Your task. List, from the lines below, each one with "axum" in it.
·····
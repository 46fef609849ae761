//! Tenant and secret lookups backed by the server configuration.

use std::collections::{BTreeMap, HashSet};
use std::sync::Arc;

use optimus_core::error::{OptimusError, OptimusResult};
use optimus_core::models::tenant::{ENTITY_TENANT, Tenant};
use optimus_core::repository::{SecretProvider, TenantDetailsGetter};

const ENTITY_SECRET: &str = "secret";

#[derive(Debug, Clone, Default)]
pub struct ConfigTenants {
    known: Arc<HashSet<Tenant>>,
}

impl ConfigTenants {
    pub fn new(tenants: impl IntoIterator<Item = Tenant>) -> Self {
        Self {
            known: Arc::new(tenants.into_iter().collect()),
        }
    }
}

impl TenantDetailsGetter for ConfigTenants {
    async fn ensure_exists(&self, tenant: &Tenant) -> OptimusResult<()> {
        if self.known.contains(tenant) {
            return Ok(());
        }
        Err(OptimusError::not_found(
            ENTITY_TENANT,
            format!("tenant {tenant} is not registered"),
        ))
    }
}

/// Secrets keyed `<project>/<namespace>/<name>`. A namespace-level entry
/// shadows the project-level `<project>/<name>` one.
#[derive(Clone, Default)]
pub struct ConfigSecrets {
    values: Arc<BTreeMap<String, String>>,
}

impl std::fmt::Debug for ConfigSecrets {
    fn fmt(&self, f: &mut std::fmt::Formatter<'_>) -> std::fmt::Result {
        f.debug_struct("ConfigSecrets")
            .field("keys", &self.values.keys().collect::<Vec<_>>())
            .finish()
    }
}

impl ConfigSecrets {
    pub fn new(values: BTreeMap<String, String>) -> Self {
        Self {
            values: Arc::new(values),
        }
    }
}

impl SecretProvider for ConfigSecrets {
    async fn get_secret(&self, tenant: &Tenant, name: &str) -> OptimusResult<String> {
        let project = tenant.project_name().as_str();
        let scoped = format!("{project}/{}/{name}", tenant.namespace_name().as_str());
        let shared = format!("{project}/{name}");

        self.values
            .get(&scoped)
            .or_else(|| self.values.get(&shared))
            .cloned()
            .ok_or_else(|| {
                OptimusError::not_found(ENTITY_SECRET, format!("secret {name} not found for {tenant}"))
            })
    }
}

#[cfg(test)]
mod tests {
    use super::*;

    fn tenant(ns: &str) -> Tenant {
        Tenant::new("t-optimus", ns).unwrap()
    }

    #[tokio::test]
    async fn only_configured_tenants_exist() {
        let tenants = ConfigTenants::new([tenant("ns")]);
        assert!(tenants.ensure_exists(&tenant("ns")).await.is_ok());
        assert!(tenants.ensure_exists(&tenant("other")).await.unwrap_err().is_not_found());
    }

    #[tokio::test]
    async fn namespace_secret_shadows_project_secret() {
        let secrets = ConfigSecrets::new(BTreeMap::from([
            ("t-optimus/DATASTORE_BIGQUERY".to_string(), "project".to_string()),
            ("t-optimus/ns/DATASTORE_BIGQUERY".to_string(), "namespace".to_string()),
        ]));

        let scoped = secrets.get_secret(&tenant("ns"), "DATASTORE_BIGQUERY").await.unwrap();
        assert_eq!(scoped, "namespace");
        let shared = secrets.get_secret(&tenant("ns-b"), "DATASTORE_BIGQUERY").await.unwrap();
        assert_eq!(shared, "project");
        assert!(secrets.get_secret(&tenant("ns"), "OTHER").await.unwrap_err().is_not_found());
    }
}
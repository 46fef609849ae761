use std::sync::Arc;

use axum::Json;
use axum::extract::{Path, State};
use axum::http::StatusCode;
use optimus_core::models::resource::{Resource, Status};
use optimus_core::models::tenant::NamespaceName;
use optimus_resource::ResourceSpec;
use serde::{Deserialize, Serialize};

use super::{ScopePath, scope};
use crate::error::ApiResult;
use crate::state::AppState;

#[derive(Debug, Clone, Serialize, Deserialize)]
pub struct ResourceRequest {
    pub project_name: String,
    pub namespace_name: String,
    pub datastore_name: String,
    pub resource: ResourceSpec,
}

#[derive(Debug, Clone, PartialEq, Serialize, Deserialize)]
pub struct ResourceResponse {
    pub resource: ResourceSpec,
    #[serde(default)]
    pub urn: String,
    pub status: Status,
}

impl From<&Resource> for ResourceResponse {
    fn from(res: &Resource) -> Self {
        Self {
            resource: ResourceSpec::from_resource(res),
            urn: res.urn().unwrap_or_default().to_string(),
            status: res.status(),
        }
    }
}

#[derive(Debug, Clone, Serialize, Deserialize)]
pub struct ChangeNamespaceRequest {
    pub new_namespace_name: String,
}

#[derive(Debug, Clone, Serialize, Deserialize)]
pub struct ApplyRequest {
    pub resource_names: Vec<String>,
}

#[derive(Debug, Clone, PartialEq, Serialize, Deserialize)]
pub struct ApplyStatus {
    pub resource_name: String,
    pub status: Status,
}

#[derive(Debug, Deserialize)]
pub(super) struct ResourcePath {
    project: String,
    namespace: String,
    store: String,
    name: String,
}

impl ResourceRequest {
    fn into_resource(self) -> ApiResult<Resource> {
        let (tenant, store) = scope(&self.project_name, &self.namespace_name, &self.datastore_name)?;
        Ok(self.resource.to_resource(&tenant, store)?)
    }
}

pub(super) async fn create(
    State(state): State<Arc<AppState>>,
    Json(req): Json<ResourceRequest>,
) -> ApiResult<(StatusCode, Json<ResourceResponse>)> {
    let created = state.resources.create(req.into_resource()?).await?;
    Ok((StatusCode::CREATED, Json(ResourceResponse::from(&created))))
}

pub(super) async fn update(
    State(state): State<Arc<AppState>>,
    Json(req): Json<ResourceRequest>,
) -> ApiResult<Json<ResourceResponse>> {
    let updated = state.resources.update(req.into_resource()?).await?;
    Ok(Json(ResourceResponse::from(&updated)))
}

pub(super) async fn read(
    State(state): State<Arc<AppState>>,
    Path(path): Path<ResourcePath>,
) -> ApiResult<Json<ResourceResponse>> {
    let (tenant, store) = scope(&path.project, &path.namespace, &path.store)?;
    let res = state.resources.get(&tenant, store, &path.name).await?;
    Ok(Json(ResourceResponse::from(&res)))
}

pub(super) async fn list(
    State(state): State<Arc<AppState>>,
    Path(path): Path<ScopePath>,
) -> ApiResult<Json<Vec<ResourceResponse>>> {
    let (tenant, store) = path.resolve()?;
    let all = state.resources.get_all(&tenant, store).await?;
    Ok(Json(all.iter().map(ResourceResponse::from).collect()))
}

pub(super) async fn change_namespace(
    State(state): State<Arc<AppState>>,
    Path(path): Path<ResourcePath>,
    Json(req): Json<ChangeNamespaceRequest>,
) -> ApiResult<StatusCode> {
    let (tenant, store) = scope(&path.project, &path.namespace, &path.store)?;
    let target = NamespaceName::new(req.new_namespace_name)?;
    state
        .resources
        .change_namespace(&tenant, store, &path.name, target)
        .await?;
    Ok(StatusCode::NO_CONTENT)
}

pub(super) async fn apply(
    State(state): State<Arc<AppState>>,
    Path(path): Path<ScopePath>,
    Json(req): Json<ApplyRequest>,
) -> ApiResult<Json<Vec<ApplyStatus>>> {
    let (tenant, store) = path.resolve()?;
    let applied = state
        .resources
        .apply(&tenant, store, &req.resource_names)
        .await?;
    Ok(Json(
        applied
            .iter()
            .map(|res| ApplyStatus {
                resource_name: res.full_name().to_string(),
                status: res.status(),
            })
            .collect(),
    ))
}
·····
The completed task.
use axum::Json;
use axum::extract::{Path, State};
use axum::http::StatusCode;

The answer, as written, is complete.